I’m an international student from south east Asia (Chinese) and want to open a discussion about the best way to educate Australian locals about cultural differences and why ethnicity and nationality matters in a foreign country.
I have a friend who is Australian and in every way not Asian. I realise that there are some differences in how we were raised in respect to physical intimacy, humour, temperament, etc. He’s a lovely friend don’t get me wrong. And he isn’t the only person that I wanted to educate.
I wish to find gentle ways to educate locals on the reasons behind my actions (cultural). I have seen people brush past me, my friends (all Asian) and foreigners in general on situations such as racism, stereotyping and believing we have the same rights as citizens do. (Surprise, not really.)
And our way of coping is “That’s how it is as a foreigner in Australia”.
Hi Yen2 Thankyou for your post and welcome
Im so sorry you have experienced this and welcome to Australia I hope you are liking it here
I think it is very important to educate Australian locals about cultural differences however the best way to do it? I'm not sure
I think having a polite open discussion could be a good way to start
Hope this helps and I'm looking forward to seeing other suggestions
i and truly sorry about what you are going through. I understand how hard it is. I am half Indian and half Afghan and I'm Muslim, so I get how racist people can be.
I guess the only way we can really educate others is by promoting our cultural values and what they mean. Either using social media or word-of-mouth. It is difficult, but we can only do our best.

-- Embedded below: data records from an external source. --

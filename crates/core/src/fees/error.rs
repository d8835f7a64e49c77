//! Fee and tax error types.
//!
//! Every variant is a validation failure: the caller has to correct the
//! input and nothing has been written.

use fiscalhost_shared::types::Currency;
use fiscalhost_shared::{AppError, ErrorCategory};
use rust_decimal::Decimal;
use thiserror::Error;

use super::tax::TaxType;
use crate::currency::CurrencyError;

/// Errors raised while decomposing a payment into fees and tax.
#[derive(Debug, Clone, Error, PartialEq, Eq)]
pub enum FeeError {
    // ========== Amount Errors ==========
    /// Gross amount must be positive.
    #[error("Amount must be positive, got {0}")]
    NonPositiveAmount(i64),

    /// Platform tip is negative or larger than the gross amount.
    #[error("Platform tip {tip} is invalid for a gross amount of {gross}")]
    InvalidPlatformTip {
        /// Tip requested.
        tip: i64,
        /// Gross amount charged.
        gross: i64,
    },

    /// Gross amount does not match base + tax + tip.
    #[error("Amount mismatch: expected {expected} {currency}, got {actual} {currency}")]
    AmountMismatch {
        /// Base + tax + tip.
        expected: i64,
        /// Amount actually charged.
        actual: i64,
        /// Payment currency.
        currency: Currency,
    },

    /// Declared tax differs from the computed tax.
    #[error("Tax amount mismatch: expected {expected}, got {actual}")]
    TaxMismatch {
        /// Computed tax.
        expected: i64,
        /// Tax declared by the caller.
        actual: i64,
    },

    /// Fees and tax add up to more than the gross amount.
    #[error("Fees of {fees} exceed the gross amount of {gross}")]
    FeesExceedGross {
        /// Sum of tax, tip and fees borne by the recipient.
        fees: i64,
        /// Gross amount.
        gross: i64,
    },

    /// An intermediate sum left the `i64` range.
    #[error("Amount overflow while computing {0}")]
    Overflow(&'static str),

    /// Percentage outside 0..=100.
    #[error("Invalid fee percent: {0}")]
    InvalidPercent(Decimal),

    /// Processor fee reported in a currency that is neither the payment nor the host currency.
    #[error("Processor fee currency {actual} matches neither {payment} nor {host}")]
    CurrencyMismatch {
        /// Currency of the fee.
        actual: Currency,
        /// Payment currency.
        payment: Currency,
        /// Host currency.
        host: Currency,
    },

    // ========== Tax Errors ==========
    /// Tax id does not have the expected format.
    #[error("Invalid {tax_type} number {tax_id}: {reason}")]
    InvalidTaxId {
        /// Tax regime.
        tax_type: TaxType,
        /// Tax id as given.
        tax_id: String,
        /// What is wrong with it.
        reason: String,
    },

    /// A country needed to pick a tax rate is missing.
    #[error("Missing {party} country required for {tax_type}")]
    MissingCountry {
        /// Which party's country is missing (`payer`, `origin`).
        party: &'static str,
        /// Tax regime.
        tax_type: TaxType,
    },

    /// Country code is not two ASCII letters.
    #[error("Invalid country code: {0}")]
    InvalidCountry(String),

    /// The tax regime does not apply to the origin country.
    #[error("{tax_type} cannot be applied from {country}")]
    UnsupportedTaxOrigin {
        /// Tax regime.
        tax_type: TaxType,
        /// Origin country.
        country: String,
    },

    // ========== Conversion Errors ==========
    /// Host currency conversion failed.
    #[error(transparent)]
    Currency(#[from] CurrencyError),
}

impl FeeError {
    /// Returns the error code for API responses.
    #[must_use]
    pub const fn error_code(&self) -> &'static str {
        match self {
            Self::NonPositiveAmount(_) => "NON_POSITIVE_AMOUNT",
            Self::InvalidPlatformTip { .. } => "INVALID_PLATFORM_TIP",
            Self::AmountMismatch { .. } => "AMOUNT_MISMATCH",
            Self::TaxMismatch { .. } => "TAX_MISMATCH",
            Self::FeesExceedGross { .. } => "FEES_EXCEED_GROSS",
            Self::Overflow(_) => "AMOUNT_OVERFLOW",
            Self::InvalidPercent(_) => "INVALID_FEE_PERCENT",
            Self::CurrencyMismatch { .. } => "CURRENCY_MISMATCH",
            Self::InvalidTaxId { .. } => "INVALID_TAX_ID",
            Self::MissingCountry { .. } => "MISSING_COUNTRY",
            Self::InvalidCountry(_) => "INVALID_COUNTRY",
            Self::UnsupportedTaxOrigin { .. } => "UNSUPPORTED_TAX_ORIGIN",
            Self::Currency(err) => err.error_code(),
        }
    }

    /// Returns the HTTP status code for this error.
    #[must_use]
    pub const fn http_status_code(&self) -> u16 {
        match self {
            Self::Currency(err) => err.http_status_code(),
            _ => 400,
        }
    }

    /// Returns the error category.
    #[must_use]
    pub const fn category(&self) -> ErrorCategory {
        match self {
            Self::Currency(err) => err.category(),
            _ => ErrorCategory::Validation,
        }
    }

    /// Returns true if retrying may succeed.
    #[must_use]
    pub const fn is_retryable(&self) -> bool {
        match self {
            Self::Currency(err) => err.is_retryable(),
            _ => false,
        }
    }
}

impl From<FeeError> for AppError {
    fn from(err: FeeError) -> Self {
        match err {
            FeeError::Currency(inner) => inner.into(),
            other => Self::Validation(other.to_string()),
        }
    }
}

I hope you are staying safe and I am here to chat if you need me.
Ni Hao and Ni hao ma? (that is all the chinese I know) ,
I hope you are enjoying your Australian education. Culture is a very special thing as it is apart of a person's identity and It is very amazing that you want to share it with others. An excellent way to educate it through food I believe, alot of Australian people very much enjoy chinese food. But I have been told by a few chinese people I have met at uni, our restaurant food tastes very different to traditional chinese food. So, you could start by having a meal cooked by yourself to share with your aussie mate! Or better yet, if he also likes to cook why not get him over and teach how to make your faveourite dish. Talk about chinese culture while you are preparing food with him! Or what about some chinese movies! Bruce lee? Jackie chang? Recently I watched a great movie on netflicks called the ying yang master, all the actors were chinese. Movies, music and food are excellent places to start cultural discussions.
Unfortunattely sterotypes and racism happen in every country. I am italian heritage but Australian born. I suffered some of this as I was growing up. Yen, I tell you something with the younger generation I believe we are making changes towards being kind to other cultures. Young kids are learning to accept every nationality when they go to school and I love meeting international students when I get to go on university campus. I make it my mission to sit next to or introduce myself to an international student at the start of every class. I love it, I love asking questions too. I hope what I have recommended could be a bit of a starting point for you to start a conversation about chinese culture.
It's nice to meet you here. My parents moved here from China about 30 years ago, and I was born here, so we have a similar background but have slightly different experiences.
In many ways, I also get that feeling you describe of "That's how it is", even though I was born here. But I find it is often enough when friends or strangers just accept my stories and what I have to say, without needing to feel like they have to defend any stereotyping or racism or misunderstanding. In these cases, I find it can be helpful just to tell them bluntly that they are my experiences and I'm just asking that they listen and don't need to provide hints or commentary or anything like that.
Otherwise, I don't really go out of my own way to educate people unless they ask, because I tend to think that people who are interested like Postive_vibes89 has said, will tend to ask me anyway. And for those who aren't, a conversation about Chinese culture is likely to be uninteresting at best, and unnecessarily confrontational at worst. Some of my best friends treat me like they treat anyone else, but they honestly could not care less about my Chinese culture - they respect me for who I am, respect that we have differences, and that is really all I ask for.
So if people are interested, I think it is often quite easy because they will ask questions and show they want to know more. If people are not, it can be a bit difficult to have an in-depth conversation and they may not be as interested as we may want. But hopefully, they will also be able to respect that you have different experiences to them due to your culture, and understand that it's really important to you.
It's a challenge for sure, but I think if we all start from a place of respect of individuals, people's natural curiosity will lead to more questions and greater understanding.